Guiding the retraining of convolutional neural networks against adversarial inputs
Francisco Durán López, Silverio Martínez-Fernández, Michael Felderer, Xavier Franch
TL;DR
The paper tackles the vulnerability of CNN-based image classifiers to adversarial inputs and evaluates how to retrain models efficiently. It compares four guidance metrics (NC, LSA, DSA, Random) and three retraining configurations using augmented adversarial data generated by FGSM on two datasets (GTSRB and Intel) and assesses accuracy, resource usage, and retraining time. The study finds that surprise adequacy metrics (LSA, DSA) with the configuration of starting from the original weights and retraining on an augmented dataset yield the best trade-off, often with high accuracy achieved using fewer inputs; NC is not reliable and can be slower.
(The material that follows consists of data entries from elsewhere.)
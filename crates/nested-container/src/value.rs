//! The [`Value`] enum: storage, kind, lifecycle.
//!
//! A value is born [`Value::Null`]. Assigning or indexing may re-kind it, which
//! drops whatever it held before. Maps and sequences own their children, so a
//! value tree is always a strict tree and dropping a node releases everything
//! beneath it.
//!
//! # Assigning from a descendant
//!
//! Replacing a node with the content of one of its own children must read the
//! child out before the node's storage is released. [`Value::assign`] stages a
//! copy of the source before installing it, and [`Value::assign_from_child`]
//! detaches the child first, so neither can observe freed or half-replaced
//! storage.

use crate::error::Result;
use crate::index::ValueIndex;
use crate::kind::Kind;
use std::collections::BTreeMap;

/// Key-ordered mapping from string keys to owned values.
pub type Map = BTreeMap<String, Value>;

/// Index-addressed list of owned values.
pub type Sequence = Vec<Value>;

/// A dynamically-typed node: exactly one of eight kinds at any time.
#[derive(Debug, Default, PartialEq)]
pub enum Value {
    #[default]
    Null,
    Map(Map),
    Sequence(Sequence),
    String(String),
    Float(f64),
    Integer(i64),
    UnsignedInteger(u64),
    Boolean(bool),
}

impl Value {
    /// An empty value of the given kind: `{}`, `[]`, `""`, `0`, `0.0` or `false`.
    pub fn init(kind: Kind) -> Value {
        match kind {
            Kind::Null => Value::Null,
            Kind::Map => Value::Map(Map::new()),
            Kind::Sequence => Value::Sequence(Sequence::new()),
            Kind::String => Value::String(String::new()),
            Kind::Float => Value::Float(0.0),
            Kind::Integer => Value::Integer(0),
            Kind::UnsignedInteger => Value::UnsignedInteger(0),
            Kind::Boolean => Value::Boolean(false),
        }
    }

    /// Build a map from `(key, value)` pairs. Later duplicates win.
    pub fn from_pairs<K, V, I>(pairs: I) -> Value
    where
        K: Into<String>,
        V: Into<Value>,
        I: IntoIterator<Item = (K, V)>,
    {
        Value::Map(
            pairs
                .into_iter()
                .map(|(k, v)| (k.into(), v.into()))
                .collect(),
        )
    }

    /// Build a sequence from elements, preserving their order.
    pub fn from_elements<V, I>(elements: I) -> Value
    where
        V: Into<Value>,
        I: IntoIterator<Item = V>,
    {
        Value::Sequence(elements.into_iter().map(Into::into).collect())
    }

    pub const fn kind(&self) -> Kind {
        match self {
            Value::Null => Kind::Null,
            Value::Map(_) => Kind::Map,
            Value::Sequence(_) => Kind::Sequence,
            Value::String(_) => Kind::String,
            Value::Float(_) => Kind::Float,
            Value::Integer(_) => Kind::Integer,
            Value::UnsignedInteger(_) => Kind::UnsignedInteger,
            Value::Boolean(_) => Kind::Boolean,
        }
    }

    #[inline]
    pub const fn is_null(&self) -> bool {
        matches!(self, Value::Null)
    }

    #[inline]
    pub const fn is_map(&self) -> bool {
        matches!(self, Value::Map(_))
    }

    #[inline]
    pub const fn is_sequence(&self) -> bool {
        matches!(self, Value::Sequence(_))
    }

    #[inline]
    pub const fn is_string(&self) -> bool {
        matches!(self, Value::String(_))
    }

    #[inline]
    pub const fn is_float(&self) -> bool {
        matches!(self, Value::Float(_))
    }

    #[inline]
    pub const fn is_integer(&self) -> bool {
        matches!(self, Value::Integer(_))
    }

    #[inline]
    pub const fn is_uint(&self) -> bool {
        matches!(self, Value::UnsignedInteger(_))
    }

    #[inline]
    pub const fn is_bool(&self) -> bool {
        matches!(self, Value::Boolean(_))
    }

    /// Re-kind to `kind`, discarding the current content.
    ///
    /// Does nothing when the value already has that kind.
    pub fn switch_to(&mut self, kind: Kind) {
        if self.kind() != kind {
            *self = Value::init(kind);
        }
    }

    /// Re-kind to hold `value`.
    ///
    /// The previous content is dropped only after `value` has been fully built.
    pub fn set<V: Into<Value>>(&mut self, value: V) {
        *self = value.into();
    }

    /// Copy-assign from `source`.
    ///
    /// When both sides have the same kind the existing allocation is reused.
    /// Otherwise the copy is staged before the current storage is released.
    pub fn assign(&mut self, source: &Value) {
        if self.kind() == source.kind() {
            self.clone_from(source);
        } else {
            let staged = source.clone();
            *self = staged;
        }
    }

    /// Replace this value with its own child at `index`.
    ///
    /// The child is detached before the rest of the old content is dropped.
    /// Fails like [`Value::at`] if the child does not exist.
    ///
    /// ```
    /// use nested_container::Value;
    ///
    /// let mut v = Value::default();
    /// v["x"] = Value::from_elements([1, 2, 3]);
    /// v.assign_from_child("x").unwrap();
    /// assert_eq!(v, Value::from_elements([1, 2, 3]));
    /// ```
    pub fn assign_from_child<I: ValueIndex>(&mut self, index: I) -> Result<()> {
        let child = index.lookup_mut(self)?;
        let detached = std::mem::take(child);
        *self = detached;
        Ok(())
    }

    /// Move the content out, leaving `Null` behind.
    pub fn take(&mut self) -> Value {
        std::mem::take(self)
    }
}

impl Clone for Value {
    fn clone(&self) -> Self {
        match self {
            Value::Null => Value::Null,
            Value::Map(map) => Value::Map(map.clone()),
            Value::Sequence(seq) => Value::Sequence(seq.clone()),
            Value::String(s) => Value::String(s.clone()),
            Value::Float(f) => Value::Float(*f),
            Value::Integer(i) => Value::Integer(*i),
            Value::UnsignedInteger(u) => Value::UnsignedInteger(*u),
            Value::Boolean(b) => Value::Boolean(*b),
        }
    }

    fn clone_from(&mut self, source: &Self) {
        match (self, source) {
            (Value::Map(dst), Value::Map(src)) => dst.clone_from(src),
            (Value::Sequence(dst), Value::Sequence(src)) => dst.clone_from(src),
            (Value::String(dst), Value::String(src)) => dst.clone_from(src),
            (dst, src) => *dst = src.clone(),
        }
    }
}

macro_rules! from_signed {
    ($($t:ty),*) => {$(
        impl From<$t> for Value {
            fn from(value: $t) -> Self {
                Value::Integer(value as i64)
            }
        }
    )*};
}

macro_rules! from_unsigned {
    ($($t:ty),*) => {$(
        impl From<$t> for Value {
            fn from(value: $t) -> Self {
                Value::UnsignedInteger(value as u64)
            }
        }
    )*};
}

from_signed!(i8, i16, i32, i64, isize);
from_unsigned!(u8, u16, u32, u64, usize);

impl From<f32> for Value {
    fn from(value: f32) -> Self {
        Value::Float(value as f64)
    }
}

impl From<f64> for Value {
    fn from(value: f64) -> Self {
        Value::Float(value)
    }
}

impl From<bool> for Value {
    fn from(value: bool) -> Self {
        Value::Boolean(value)
    }
}

impl From<&str> for Value {
    fn from(value: &str) -> Self {
        Value::String(value.to_owned())
    }
}

impl From<String> for Value {
    fn from(value: String) -> Self {
        Value::String(value)
    }
}

impl From<&String> for Value {
    fn from(value: &String) -> Self {
        Value::String(value.clone())
    }
}

impl From<Map> for Value {
    fn from(value: Map) -> Self {
        Value::Map(value)
    }
}

impl From<Sequence> for Value {
    fn from(value: Sequence) -> Self {
        Value::Sequence(value)
    }
}

impl From<()> for Value {
    fn from(_: ()) -> Self {
        Value::Null
    }
}

impl<T: Into<Value>> From<Option<T>> for Value {
    fn from(value: Option<T>) -> Self {
        value.map_or(Value::Null, Into::into)
    }
}

impl<K: Into<String>, V: Into<Value>> FromIterator<(K, V)> for Value {
    fn from_iter<I: IntoIterator<Item = (K, V)>>(iter: I) -> Self {
        Value::from_pairs(iter)
    }
}

impl<V: Into<Value>> FromIterator<V> for Value {
    fn from_iter<I: IntoIterator<Item = V>>(iter: I) -> Self {
        Value::from_elements(iter)
    }
}
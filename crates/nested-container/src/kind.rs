//! The kind tag of a [`Value`](crate::Value).

use std::fmt;

/// Which of the eight storage variants a value currently holds.
#[derive(Debug, Clone, Copy, PartialEq, Eq, Hash, PartialOrd, Ord)]
pub enum Kind {
    Null,
    Map,
    Sequence,
    String,
    Float,
    Integer,
    UnsignedInteger,
    Boolean,
}

impl Kind {
    /// All kinds, in declaration order.
    pub const ALL: [Kind; 8] = [
        Kind::Null,
        Kind::Map,
        Kind::Sequence,
        Kind::String,
        Kind::Float,
        Kind::Integer,
        Kind::UnsignedInteger,
        Kind::Boolean,
    ];

    /// Lexical kinds convert into one another by casting or by text parsing.
    pub const fn is_lexical(self) -> bool {
        matches!(
            self,
            Kind::String | Kind::Float | Kind::Integer | Kind::UnsignedInteger | Kind::Boolean
        )
    }

    /// Collection kinds own child values.
    pub const fn is_collection(self) -> bool {
        matches!(self, Kind::Map | Kind::Sequence)
    }

    pub const fn name(self) -> &'static str {
        match self {
            Kind::Null => "null",
            Kind::Map => "map",
            Kind::Sequence => "sequence",
            Kind::String => "string",
            Kind::Float => "float",
            Kind::Integer => "integer",
            Kind::UnsignedInteger => "unsigned integer",
            Kind::Boolean => "boolean",
        }
    }
}

impl fmt::Display for Kind {
    fn fmt(&self, f: &mut fmt::Formatter<'_>) -> fmt::Result {
        f.write_str(self.name())
    }
}
//! Text sinks and the per-kind emission primitives shared by every generator.
//!
//! All three generation strategies call the same primitives, which is what
//! keeps their output byte-identical.

use crate::error::{ContainerError, Result};
use std::fmt::{self, Write};

/// A sink with a fixed capacity, decided before generation starts.
///
/// Writing past the capacity fails instead of growing the buffer; the
/// attempted length is kept for the error report.
pub(crate) struct FixedBuffer {
    buf: String,
    capacity: usize,
    required: usize,
}

impl FixedBuffer {
    pub(crate) fn with_capacity(capacity: usize) -> Self {
        FixedBuffer {
            buf: String::with_capacity(capacity),
            capacity,
            required: 0,
        }
    }

    /// The generated text, or `CapacityExceeded` if a write was refused.
    pub(crate) fn finish(self) -> Result<String> {
        if self.required > self.capacity {
            return Err(ContainerError::CapacityExceeded {
                capacity: self.capacity,
                required: self.required,
            });
        }
        tracing::trace!(
            capacity = self.capacity,
            written = self.buf.len(),
            "preallocated generation finished"
        );
        Ok(self.buf)
    }
}

impl Write for FixedBuffer {
    fn write_str(&mut self, s: &str) -> fmt::Result {
        let needed = self.buf.len() + s.len();
        if needed > self.capacity {
            self.required = self.required.max(needed);
            return Err(fmt::Error);
        }
        self.buf.push_str(s);
        Ok(())
    }
}

/// Forwards writes and remembers whether a `.` went through.
struct DotTracker<'a, W: Write> {
    inner: &'a mut W,
    saw_dot: bool,
}

impl<W: Write> Write for DotTracker<'_, W> {
    fn write_str(&mut self, s: &str) -> fmt::Result {
        self.saw_dot |= s.contains('.');
        self.inner.write_str(s)
    }
}

pub(crate) fn write_null<W: Write>(out: &mut W) -> fmt::Result {
    out.write_str("null")
}

pub(crate) fn write_bool<W: Write>(out: &mut W, b: bool) -> fmt::Result {
    out.write_str(if b { "true" } else { "false" })
}

pub(crate) fn write_integer<W: Write>(out: &mut W, i: i64) -> fmt::Result {
    write!(out, "{i}")
}

pub(crate) fn write_uint<W: Write>(out: &mut W, u: u64) -> fmt::Result {
    write!(out, "{u}")
}

/// Plain decimal, never an exponent, always with a `.` so the parser reads it
/// back as a float. NaN and infinities have no literal and become `null`.
pub(crate) fn write_float<W: Write>(out: &mut W, f: f64) -> fmt::Result {
    if !f.is_finite() {
        return write_null(out);
    }
    let mut tracker = DotTracker {
        inner: out,
        saw_dot: false,
    };
    write!(tracker, "{f}")?;
    if !tracker.saw_dot {
        tracker.inner.write_str(".0")?;
    }
    Ok(())
}

/// Quoted, with the content written as-is (no escaping).
pub(crate) fn write_string<W: Write>(out: &mut W, s: &str) -> fmt::Result {
    out.write_char('"')?;
    out.write_str(s)?;
    out.write_char('"')
}

/// `"key":`
pub(crate) fn write_key<W: Write>(out: &mut W, key: &str) -> fmt::Result {
    write_string(out, key)?;
    out.write_char(':')
}
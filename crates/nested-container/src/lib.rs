//! # nested-container
//!
//! A dynamically-typed, recursively-nested value container with a JSON text codec.
//!
//! A [`Value`] holds exactly one of eight kinds at a time (null, map, sequence,
//! string, float, integer, unsigned integer, boolean). Indexing a value that is
//! not yet a collection turns it into one, so trees can be built by assignment
//! alone. Text goes in and out through [`json`], which offers three generation
//! strategies that all produce the same bytes.
//!
//! ## Quick start
//!
//! ```rust
//! use nested_container::{deserialize, serialize, Value};
//!
//! let mut doc = Value::default();
//! doc["name"] = "Roger".into();
//! doc["attributes"]["weight"] = 95u64.into();
//! doc["attributes"]["list"][2] = "yeah".into();
//!
//! let text = serialize(&doc);
//! assert_eq!(
//!     text,
//!     r#"{"attributes":{"list":[null,null,"yeah"],"weight":95},"name":"Roger"}"#
//! );
//!
//! let back = deserialize(&text);
//! assert!(back["attributes"]["weight"].is_uint());
//! assert_eq!(back, doc);
//! ```
//!
//! ## Modules
//!
//! - [`value`] — the `Value` enum, construction, re-kinding and assignment
//! - [`kind`] — the `Kind` tag and its lexical/collection classes
//! - [`access`] — checked, optional, raw and transforming accessors
//! - [`convert`] — non-failing lexical conversion between scalar kinds
//! - [`index`] — string/integer indexing with auto-vivification
//! - [`visit`](mod@visit) — per-kind visitor dispatch
//! - [`json`] — size estimator, three generators and the parser
//! - [`error`] — error types for access and codec failures

pub mod access;
pub mod convert;
pub mod error;
pub mod index;
pub mod json;
pub mod kind;
mod serde_impl;
pub mod value;
pub mod visit;

pub use access::Member;
pub use error::{ContainerError, Result};
pub use index::ValueIndex;
pub use json::{
    deserialize, estimate_size, serialize, try_deserialize, GenerationStrategy, ParseLimits,
    ParsePolicy, Serializer,
};
pub use kind::Kind;
pub use value::{Map, Sequence, Value};
pub use visit::{visit, Visitor};
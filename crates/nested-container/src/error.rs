//! Error types for value access and text codec operations.

use crate::kind::Kind;
use thiserror::Error;

/// Errors that can occur when accessing a value or running the codec.
///
/// Conversions (`convert`, `as_*`) never produce one of these; they fall
/// back to the target's default value instead.
#[derive(Error, Debug, Clone, PartialEq)]
pub enum ContainerError {
    /// A checked access asked for a kind other than the active one.
    #[error("type mismatch: expected {expected}, found {found}")]
    TypeMismatch { expected: Kind, found: Kind },

    /// A read-only map lookup did not find the key.
    #[error("key not found: \"{0}\"")]
    KeyNotFound(String),

    /// A read-only sequence lookup was past the end.
    #[error("index {index} out of range for sequence of length {len}")]
    IndexOutOfRange { index: usize, len: usize },

    /// The input text was not a valid document.
    /// Line and column are 1-based.
    #[error("parse error at line {line}, column {column}: {message}")]
    Parse {
        line: usize,
        column: usize,
        message: String,
    },

    /// A preallocating generator needed more room than the size estimate gave it.
    #[error("generated text exceeds estimated capacity of {capacity} bytes (needed {required})")]
    CapacityExceeded { capacity: usize, required: usize },
}

/// Convenience alias used throughout nested-container.
pub type Result<T> = std::result::Result<T, ContainerError>;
The results support practical guidance for data scientists aiming to harden CNNs against adversarial inputs and highlight greener retraining practices, while suggesting further evaluation with other attacks, architectures, and larger datasets. Open replication packages accompany the work to enable reproducibility.
Abstract
Background: When using deep learning models, there are many possible vulnerabilities and some of the most worrying are the adversarial inputs, which can cause wrong decisions with minor perturbations. Therefore, it becomes necessary to retrain these models against adversarial inputs, as part of the software testing process addressing the vulnerability to these inputs. Furthermore, for an energy efficient testing and retraining, data scientists need support on which are the best guidance metrics and optimal dataset configurations. Aims: We examined four guidance metrics for retraining convolutional neural networks and three retraining configurations. Our goal is to improve the models against adversarial inputs regarding accuracy, resource utilization and time from the point of view of a data scientist in the context of image classification. Method: We conducted an empirical study in two datasets for image classification. We explore: (a) the accuracy, resource utilization and time of retraining convolutional neural networks by ordering new training set by four different guidance metrics (neuron coverage, likelihood-based surprise adequacy, distance-based surprise adequacy and random), (b) the accuracy and resource utilization of retraining convolutional neural networks with three different configurations (from scratch and augmented dataset, using weights and augmented dataset, and using weights and only adversarial inputs). Results: We reveal that retraining with adversarial inputs from original weights and by ordering with surprise adequacy metrics gives the best model w.r.t. the used metrics. Conclusions: Although more studies are necessary, we recommend data scientists to use the above configuration and metrics to deal with the vulnerability to adversarial inputs of deep learning models, as they can improve their models against adversarial inputs without using many inputs.